Thallium Bromide (TlBr) Gamma-Ray Spectrometers (DHS CWMD, RMD, and LLNL)
Researchers: Charles Leak, Matthew Petryk, and Erik Hall
TlBr is an attractive material for room-temperature gamma-ray spectroscopy because of its high stopping power, wide band-gap, and low melting point. In collaboration with Radiation Monitoring Devices, Inc. (RMD) and Lawrence Livermore National Laboratory (LLNL). Spectrometers have achieved < 1% FWHM at 662 keV but these results are limited to stable operation at -20 °C. Degradation over time (referred to as polarization) occurs in TlBr devices after hours to months of room-temperature operation. Our group’s goal is to characterize the polarization phenomena to help manufactures improve the lifetime of TlBr detectors.
In addition to room-temperature characterization, our team also tests detectors at -20 °C where they can operate indefinitely.
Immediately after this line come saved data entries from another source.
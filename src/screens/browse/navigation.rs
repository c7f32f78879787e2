use super::types::{RowKind, TreeRow};
use crate::dom::NodeId;
use crate::nav::{EventOutcome, PageEvent};
use crate::node_utils::NodeUtils;

impl super::BrowseScreen {
    // Rebuild the visible rows from the document, keeping the selection on
    // the same node when it is still visible
    pub fn rebuild_rows(&mut self) {
        let selected_node = self.selected_row().map(|row| row.node);

        let doc = self.page.document();
        let contract = self.page.contract();
        let roots: Vec<NodeId> = doc
            .query_selector_all(&contract.nav_root)
            .into_iter()
            .filter(|root| !doc.ancestors(*root).any(|a| doc.matches(a, &contract.nav_root)))
            .collect();
        let roots = if roots.is_empty() { vec![doc.root()] } else { roots };

        let mut rows = Vec::new();
        for root in roots {
            self.collect_rows(root, 0, None, &mut rows);
        }
        self.tree_rows = rows;

        if let Some(node) = selected_node {
            if let Some(index) = self.tree_rows.iter().position(|row| row.node == node) {
                self.selected_row_index = index;
            }
        }
        if self.selected_row_index >= self.tree_rows.len() {
            self.selected_row_index = self.tree_rows.len().saturating_sub(1);
        }
    }

    fn collect_rows(&self, node: NodeId, level: usize, skip: Option<NodeId>, rows: &mut Vec<TreeRow>) {
        let doc = self.page.document();
        let contract = self.page.contract();
        let handlers = self.page.handlers();

        for child in doc.element_children(node) {
            if Some(child) == skip {
                continue;
            }

            if doc.matches(child, &contract.collapsible) {
                let summary = doc
                    .element_children(child)
                    .find(|c| doc.tag_name(*c) == Some("summary"));
                let is_expanded = doc.has_attribute(child, "open");
                rows.push(TreeRow {
                    node: child,
                    click_target: summary.unwrap_or(child),
                    name: NodeUtils::summary_label(doc, child),
                    kind: RowKind::Collapsible,
                    level,
                    has_children: doc.element_children(child).any(|c| Some(c) != summary),
                    is_expanded,
                    is_current: false,
                    href: None,
                });
                if is_expanded {
                    self.collect_rows(child, level + 1, summary, rows);
                }
            } else if let Some(container) = handlers.container_for(child) {
                let is_expanded = handlers.is_active(doc, child);
                rows.push(TreeRow {
                    node: child,
                    click_target: child,
                    name: NodeUtils::toggle_label(doc, child, Some(container)),
                    kind: RowKind::Toggle,
                    level,
                    has_children: doc.element_children(container).next().is_some(),
                    is_expanded,
                    is_current: false,
                    href: None,
                });
                // containers outside the toggle are reached by the walk itself
                if is_expanded && doc.is_ancestor_of(child, container) {
                    self.collect_rows(container, level + 1, None, rows);
                }
            } else if let Some(toggle) = handlers.toggle_for_container(child) {
                if !doc.is_ancestor_of(toggle, child) && handlers.is_active(doc, toggle) {
                    self.collect_rows(child, level + 1, None, rows);
                }
            } else if doc.matches(child, &contract.links) && doc.has_attribute(child, "href") {
                rows.push(TreeRow {
                    node: child,
                    click_target: child,
                    name: NodeUtils::label(doc, child),
                    kind: RowKind::Link,
                    level,
                    has_children: false,
                    is_expanded: false,
                    is_current: doc.attribute(child, &contract.current_attribute) == Some("page"),
                    href: doc.attribute(child, "href").map(str::to_string),
                });
            } else {
                self.collect_rows(child, level, None, rows);
            }
        }
    }

    // Check if a row can be expanded
    pub fn can_expand(&self, index: usize) -> bool {
        self.tree_rows
            .get(index)
            .map(|row| row.should_show_expand_indicator() && !row.is_expanded)
            .unwrap_or(false)
    }

    // Check if a row can be collapsed
    pub fn can_collapse(&self, index: usize) -> bool {
        self.tree_rows
            .get(index)
            .map(|row| row.should_show_expand_indicator() && row.is_expanded)
            .unwrap_or(false)
    }

    /// Activate a row the way a click in the page would: toggles flip,
    /// summaries disclose, links navigate.
    pub fn click_row(&mut self, index: usize) {
        let Some(row) = self.tree_rows.get(index).cloned() else {
            log::warn!("browse: cannot click row, index {index} out of bounds");
            return;
        };

        let event = match (&row.kind, &row.href) {
            (RowKind::Link, Some(href)) => PageEvent::Navigate(href.clone()),
            _ => PageEvent::Click(row.click_target),
        };

        match self.page.dispatch(event) {
            EventOutcome::Toggled { active, .. } => {
                log::info!("{} {}", if active { "opened" } else { "closed" }, row.name);
            }
            EventOutcome::Disclosed { open, .. } => {
                log::info!("{} {}", if open { "expanded" } else { "collapsed" }, row.name);
            }
            EventOutcome::Navigated(report) => {
                self.last_report = Some(report);
                self.rebuild_rows();
                self.select_current_row();
                return;
            }
            EventOutcome::Ignored => {
                log::debug!("browse: click on {} had no handler", row.name);
            }
        }
        self.rebuild_rows();
    }

    /// Re-run on-load reconciliation for a new location
    pub fn navigate_to(&mut self, location: &str) {
        let location = location.trim();
        if location.is_empty() {
            return;
        }
        if let EventOutcome::Navigated(report) = self.page.dispatch(PageEvent::Navigate(location.to_string())) {
            self.last_report = Some(report);
        }
        self.rebuild_rows();
        self.select_current_row();
    }

    pub fn apply_initial_location(&mut self, location: &str) {
        let report = self.page.on_load(location);
        self.last_report = Some(report);
        self.rebuild_rows();
        self.select_current_row();
    }

    // Put the selection on the entry the last reconciliation matched
    fn select_current_row(&mut self) {
        let matched = self.last_report.as_ref().and_then(|report| report.matched);
        let index = self
            .tree_rows
            .iter()
            .position(|row| Some(row.node) == matched || row.is_current);
        if let Some(index) = index {
            self.selected_row_index = index;
            self.update_scroll();
        }
    }

    // Move to parent row
    pub fn move_to_parent(&mut self) {
        if self.selected_row_index >= self.tree_rows.len() {
            log::warn!("browse: cannot move to parent, selected index out of bounds");
            return;
        }

        let current_level = self.tree_rows[self.selected_row_index].level;
        if current_level == 0 {
            log::debug!("browse: already at root level, cannot move to parent");
            return;
        }

        for i in (0..self.selected_row_index).rev() {
            if self.tree_rows[i].level == current_level - 1 {
                self.selected_row_index = i;
                self.update_scroll();
                break;
            }
        }
    }

    pub fn move_selection(&mut self, delta: isize) {
        if self.tree_rows.is_empty() {
            return;
        }
        let last = self.tree_rows.len() - 1;
        self.selected_row_index = self
            .selected_row_index
            .saturating_add_signed(delta)
            .min(last);
        self.update_scroll();
    }

    // Update scroll position
    pub fn update_scroll(&mut self) {
        self.update_scroll_with_height(self.current_visible_height);
    }

    pub fn update_scroll_with_height(&mut self, visible_height: usize) {
        if visible_height == 0 {
            return;
        }

        // Calculate 25% zones
        let top_25_percent = visible_height / 4;
        let bottom_25_percent = visible_height.saturating_sub(visible_height / 4);

        let current_visible_position = self.selected_row_index.saturating_sub(self.scroll_offset);

        if self.selected_row_index < self.scroll_offset {
            // Above visible area - position it at 25% from top
            self.scroll_offset = self.selected_row_index.saturating_sub(top_25_percent);
        } else if self.selected_row_index >= self.scroll_offset + visible_height {
            // Below visible area - position it at 75% from top
            let target_position = (visible_height * 3) / 4;
            self.scroll_offset = self.selected_row_index.saturating_sub(target_position);
        } else if current_visible_position < top_25_percent {
            self.scroll_offset = self.selected_row_index.saturating_sub(top_25_percent);
        } else if current_visible_position >= bottom_25_percent {
            let target_position = (visible_height * 3) / 4;
            self.scroll_offset = self.selected_row_index.saturating_sub(target_position);
        }
        // Middle 50%: no scrolling needed
    }
}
We write new software algorithms to deal with material-specific characteristics like the relatively high hole mobility and are currently developing a portable two-stage cooling system. Our goal is to move to the digital ASIC readout system currently used on CZT.
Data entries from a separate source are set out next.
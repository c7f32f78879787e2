use serde::{Deserialize, Serialize};

use super::contract::TreeContract;
use super::path_key::PathKey;
use super::toggle::ToggleHandlers;
use super::tree_map::TreeMap;
use crate::dom::{Document, NodeId};

/// How the current location is turned into tree state.
#[derive(Debug, Clone, Copy, PartialEq, Eq, Serialize, Deserialize, clap::ValueEnum)]
#[serde(rename_all = "kebab-case")]
pub enum ReconcileMode {
    /// Look the location up among tree links and open every collapsible ancestor
    ForceOpen,
    /// Open the ancestors of the link the server already marked as current
    CurrentMarker,
    /// Walk the path segments and toggle each matching toggle control
    SegmentToggle,
}

/// What segment-toggle reconciliation does to a matched entry.
#[derive(Debug, Clone, Copy, PartialEq, Eq, Serialize, Deserialize)]
#[serde(rename_all = "kebab-case")]
pub enum SegmentSemantics {
    /// Flip state, sharing the click handler's logic. Not idempotent.
    Toggle,
    /// Set the active and caret-down classes unconditionally.
    ForceActive,
}

#[derive(Debug, Clone, Default, PartialEq)]
pub struct ReconcileReport {
    pub key: PathKey,
    /// Entry matching the full key (or the current marker)
    pub matched: Option<NodeId>,
    /// Collapsible containers that were closed and are now open
    pub opened: Vec<NodeId>,
    /// Toggles flipped or activated, with the resulting active state
    pub toggled: Vec<(NodeId, bool)>,
    /// Keys that found no entry
    pub skipped: Vec<String>,
    pub marked_current: Option<NodeId>,
}

impl ReconcileReport {
    pub fn changed(&self) -> bool {
        !self.opened.is_empty() || !self.toggled.is_empty() || self.marked_current.is_some()
    }

    pub fn summary(&self) -> String {
        let matched = match self.matched {
            Some(node) => node.to_string(),
            None => "no entry".to_string(),
        };
        format!(
            "{}: {matched}, {} opened, {} toggled, {} skipped",
            self.key,
            self.opened.len(),
            self.toggled.len(),
            self.skipped.len()
        )
    }
}

/// Ancestors of `node`, innermost first, for which `predicate` holds.
pub fn resolve_ancestors<P>(doc: &Document, node: NodeId, predicate: P) -> Vec<NodeId>
where
    P: Fn(&Document, NodeId) -> bool,
{
    doc.ancestors(node)
        .filter(|ancestor| predicate(doc, *ancestor))
        .collect()
}

/// Brings the tree in line with `location` according to `contract.mode`.
/// A location with no entry leaves the document untouched.
pub fn open_tree_from_path(
    doc: &mut Document,
    map: &TreeMap,
    handlers: &ToggleHandlers,
    contract: &TreeContract,
    location: &str,
) -> ReconcileReport {
    let key = contract.location_key(location);
    let mut report = ReconcileReport {
        key: key.clone(),
        ..ReconcileReport::default()
    };

    match contract.mode {
        ReconcileMode::ForceOpen => match map.get(&key.as_key()) {
            Some(link) => {
                report.matched = Some(link);
                force_open_ancestors(doc, contract, link, &mut report);
                if contract.mark_current
                    && doc.set_attribute(link, &contract.current_attribute, "page")
                {
                    report.marked_current = Some(link);
                }
            }
            None => {
                log::debug!("{key} is not part of the navigation tree");
                report.skipped.push(key.as_key());
            }
        },
        ReconcileMode::CurrentMarker => match doc.query_selector(&contract.current_link) {
            Some(link) => {
                report.matched = Some(link);
                force_open_ancestors(doc, contract, link, &mut report);
            }
            None => {
                log::debug!("no link marked with {}=page", contract.current_attribute);
                report.skipped.push(contract.current_link.to_string());
            }
        },
        ReconcileMode::SegmentToggle => {
            for prefix in key.prefixes() {
                let full = prefix.as_key();
                let entry = map
                    .get(&full)
                    .or_else(|| prefix.last_segment().and_then(|segment| map.get(segment)));
                let Some(toggle) = entry else {
                    log::debug!("segment {full:?} has no toggle, skipping");
                    report.skipped.push(full);
                    continue;
                };
                if prefix == key {
                    report.matched = Some(toggle);
                }
                match contract.segment_semantics {
                    SegmentSemantics::Toggle => {
                        if let Some(active) = handlers.flip(doc, toggle) {
                            report.toggled.push((toggle, active));
                        }
                    }
                    SegmentSemantics::ForceActive => {
                        if handlers.activate(doc, toggle) == Some(true) {
                            report.toggled.push((toggle, true));
                        }
                    }
                }
            }
        }
    }

    log::info!("reconciled {}", report.summary());
    report
}

fn force_open_ancestors(doc: &mut Document, contract: &TreeContract, node: NodeId, report: &mut ReconcileReport) {
    let collapsible = resolve_ancestors(doc, node, |doc, ancestor| doc.matches(ancestor, &contract.collapsible));
    for container in collapsible {
        // `open="open"` is already open
        if doc.has_attribute(container, "open") {
            continue;
        }
        if doc.set_attribute(container, "open", "") {
            report.opened.push(container);
        }
    }
}

#[cfg(test)]
mod tests {
    use super::*;
    use crate::dom;
    use crate::nav::fixtures::{self, find_by_text};
    use crate::nav::toggle::register_toggle_handlers;
    use crate::nav::tree_map::build_lookup;

    fn run(doc: &mut Document, contract: &TreeContract, location: &str) -> ReconcileReport {
        let handlers = register_toggle_handlers(doc, contract);
        let map = build_lookup(doc, contract, &handlers);
        open_tree_from_path(doc, &map, &handlers, contract, location)
    }

    fn is_collapsible(contract: &TreeContract) -> impl Fn(&Document, NodeId) -> bool + '_ {
        move |doc, node| doc.matches(node, &contract.collapsible)
    }

    #[test]
    fn resolve_ancestors_finds_all_three_through_plain_elements() {
        let (doc, contract) = fixtures::details_page();
        let tuning = find_by_text(&doc, "Tuning");
        let found = resolve_ancestors(&doc, tuning, is_collapsible(&contract));
        assert_eq!(found.len(), 3);
        assert!(found.iter().all(|node| doc.tag_name(*node) == Some("details")));
        // innermost first
        assert_eq!(doc.parent(tuning), Some(found[0]));
    }

    #[test]
    fn resolve_ancestors_is_empty_without_collapsibles() {
        let (doc, contract) = fixtures::details_page();
        let home = find_by_text(&doc, "Home");
        assert!(resolve_ancestors(&doc, home, is_collapsible(&contract)).is_empty());
    }

    #[test]
    fn force_open_opens_every_ancestor_of_the_matching_link() {
        let (mut doc, contract) = fixtures::details_page();
        let report = run(&mut doc, &contract, "/docs/guide/advanced/tuning.html");

        let tuning = find_by_text(&doc, "Tuning");
        assert_eq!(report.matched, Some(tuning));
        assert_eq!(report.opened.len(), 3);
        for details in resolve_ancestors(&doc, tuning, is_collapsible(&contract)) {
            assert!(doc.has_attribute(details, "open"));
        }
        assert_eq!(doc.attribute(tuning, "aria-current"), Some("page"));
    }

    #[test]
    fn force_open_leaves_unrelated_branches_alone() {
        let (mut doc, contract) = fixtures::details_page();
        run(&mut doc, &contract, "/docs/guide/setup.html");
        let tuning = find_by_text(&doc, "Tuning");
        assert!(!doc.has_attribute(doc.parent(tuning).unwrap(), "open"));
    }

    #[test]
    fn unknown_path_mutates_nothing() {
        for mode in [ReconcileMode::ForceOpen, ReconcileMode::SegmentToggle] {
            let (mut doc, mut contract) = fixtures::details_page();
            contract.mode = mode;
            let before = dom::serialize(&doc);
            let revision = doc.revision();

            let report = run(&mut doc, &contract, "/not/in/the/tree.html");

            assert!(!report.changed());
            assert_eq!(report.matched, None);
            assert_eq!(doc.revision(), revision);
            assert_eq!(dom::serialize(&doc), before);
        }
    }

    #[test]
    fn force_open_is_idempotent() {
        let (mut doc, contract) = fixtures::details_page();
        run(&mut doc, &contract, "/docs/guide/setup");
        let once = dom::serialize(&doc);
        let second = run(&mut doc, &contract, "/docs/guide/setup");
        assert!(!second.changed());
        assert_eq!(dom::serialize(&doc), once);
    }

    #[test]
    fn current_marker_opens_ancestors_of_the_marked_link() {
        let markup = fixtures::DETAILS_PAGE.replace(
            r#"<a href="/docs/guide/setup.html">"#,
            r#"<a href="/docs/guide/setup.html" aria-current="page">"#,
        );
        let mut doc = dom::parse(&markup).unwrap();
        let mut contract = fixtures::contract();
        contract.mode = ReconcileMode::CurrentMarker;

        let report = run(&mut doc, &contract, "/ignored");

        assert_eq!(report.matched, Some(find_by_text(&doc, "Setup")));
        assert_eq!(report.opened.len(), 2);
    }

    #[test]
    fn current_marker_without_marker_is_a_no_op() {
        let (mut doc, mut contract) = fixtures::details_page();
        contract.mode = ReconcileMode::CurrentMarker;
        let report = run(&mut doc, &contract, "/docs/guide/setup.html");
        assert!(!report.changed());
    }

    #[test]
    fn segment_toggle_activates_every_prefix() {
        let (mut doc, mut contract) = fixtures::caret_page();
        contract.mode = ReconcileMode::SegmentToggle;

        let report = run(&mut doc, &contract, "/docs/guide");

        let docs = find_by_text(&doc, "docs");
        let guide = find_by_text(&doc, "guide");
        assert_eq!(report.toggled, vec![(docs, true), (guide, true)]);
        assert_eq!(report.matched, Some(guide));
        for toggle in [docs, guide] {
            assert!(doc.has_class(toggle, "caret-down"));
            let container = doc.following_siblings(toggle)[0];
            assert!(doc.has_class(container, "active"));
        }
        let blog = find_by_text(&doc, "blog");
        assert!(!doc.has_class(blog, "caret-down"));
    }

    #[test]
    fn segment_toggle_with_containers_inside_the_toggles() {
        let mut doc = dom::parse(
            r#"<nav>
              <div class="caret">docs
                <ul class="nested">
                  <li><div class="caret">guide
                    <ul class="nested"><li><a href="/docs/guide/intro.html">Intro</a></li></ul>
                  </div></li>
                </ul>
              </div>
            </nav>"#,
        )
        .unwrap();
        let mut contract = fixtures::contract();
        contract.mode = ReconcileMode::SegmentToggle;
        let handlers = register_toggle_handlers(&doc, &contract);
        let map = build_lookup(&doc, &contract, &handlers);
        let keys: Vec<&str> = map.sorted().into_iter().map(|(key, _)| key).collect();
        assert_eq!(keys, ["docs", "docs/guide", "guide"]);

        let report = open_tree_from_path(&mut doc, &map, &handlers, &contract, "/docs/guide");

        assert_eq!(report.toggled.len(), 2);
        assert!(report.toggled.iter().all(|(_, active)| *active));
        assert!(report.skipped.is_empty());
    }

    #[test]
    fn force_open_keeps_containers_that_are_already_open() {
        let markup = fixtures::DETAILS_PAGE.replacen("<details>", r#"<details open="open">"#, 1);
        let mut doc = dom::parse(&markup).unwrap();
        let contract = fixtures::contract();

        let report = run(&mut doc, &contract, "/docs/guide/setup.html");

        let docs = doc.ancestors(find_by_text(&doc, "Docs")).next().unwrap();
        assert_eq!(doc.attribute(docs, "open"), Some("open"));
        assert!(!report.opened.contains(&docs));
        assert_eq!(report.opened.len(), 1);
    }

    #[test]
    fn segment_toggle_skips_unknown_segments() {
        let (mut doc, mut contract) = fixtures::caret_page();
        contract.mode = ReconcileMode::SegmentToggle;
        let report = run(&mut doc, &contract, "/docs/guide/intro.html");
        assert_eq!(report.toggled.len(), 2);
        assert_eq!(report.skipped, vec!["docs/guide/intro".to_string()]);
        assert_eq!(report.matched, None);
    }

    #[test]
    fn segment_toggle_twice_restores_the_initial_state() {
        let (mut doc, mut contract) = fixtures::caret_page();
        contract.mode = ReconcileMode::SegmentToggle;
        let initial = dom::serialize(&doc);

        run(&mut doc, &contract, "/docs/guide");
        assert_ne!(dom::serialize(&doc), initial);
        run(&mut doc, &contract, "/docs/guide");
        assert_eq!(dom::serialize(&doc), initial);
    }

    #[test]
    fn segment_toggle_closes_what_the_server_opened() {
        let markup = fixtures::CARET_PAGE.replacen(
            r#"<span class="caret">docs</span>
      <ul class="nested">"#,
            r#"<span class="caret caret-down">docs</span>
      <ul class="nested active">"#,
            1,
        );
        let mut doc = dom::parse(&markup).unwrap();
        let mut contract = fixtures::contract();
        contract.mode = ReconcileMode::SegmentToggle;

        let report = run(&mut doc, &contract, "/docs");

        assert_eq!(report.toggled, vec![(find_by_text(&doc, "docs"), false)]);
    }

    #[test]
    fn force_active_semantics_are_idempotent() {
        let (mut doc, mut contract) = fixtures::caret_page();
        contract.mode = ReconcileMode::SegmentToggle;
        contract.segment_semantics = SegmentSemantics::ForceActive;

        let first = run(&mut doc, &contract, "/docs/guide");
        let once = dom::serialize(&doc);
        let second = run(&mut doc, &contract, "/docs/guide");

        assert_eq!(first.toggled.len(), 2);
        assert!(second.toggled.is_empty());
        assert_eq!(dom::serialize(&doc), once);
    }
}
Exploratory Research Projects
In addition to the funded projects listed above, the Orion group is also working on several exploratory projects. These are intended as seeds for future projects with high risk and high impact to diverse problems throughout the radiation detection and measurements field.
Proton Cancer Therapy
Researchers: Valerie Nwadeyi
This is an exciting new field of radiation therapy that utilizes the precision of the proton Bragg peak to target and destroy cancerous tissue. However, there is a strong need for in vivo dose verification with millimeter accuracy to ensure that the proton dose is delivered to the correct location within the patient. This is especially true for high-risk treatments near critical organs. It has been shown that prompt gamma rays offer fine position resolution information since the secondary gamma emission distribution follows the proton dose distribution very closely. In collaboration with Professor Jerimy Polf’s group at the University of Maryland School of Medicine’s Department of Radiation Oncology, we have taken preliminary measurements of prompt gamma-rays ranging in energy up to 6 MeV from proton beams using a 64 CdZnTe crystal analog detector system, provided by H3D. Work on this topic continues as initial results indicate there is a promising future for this technology.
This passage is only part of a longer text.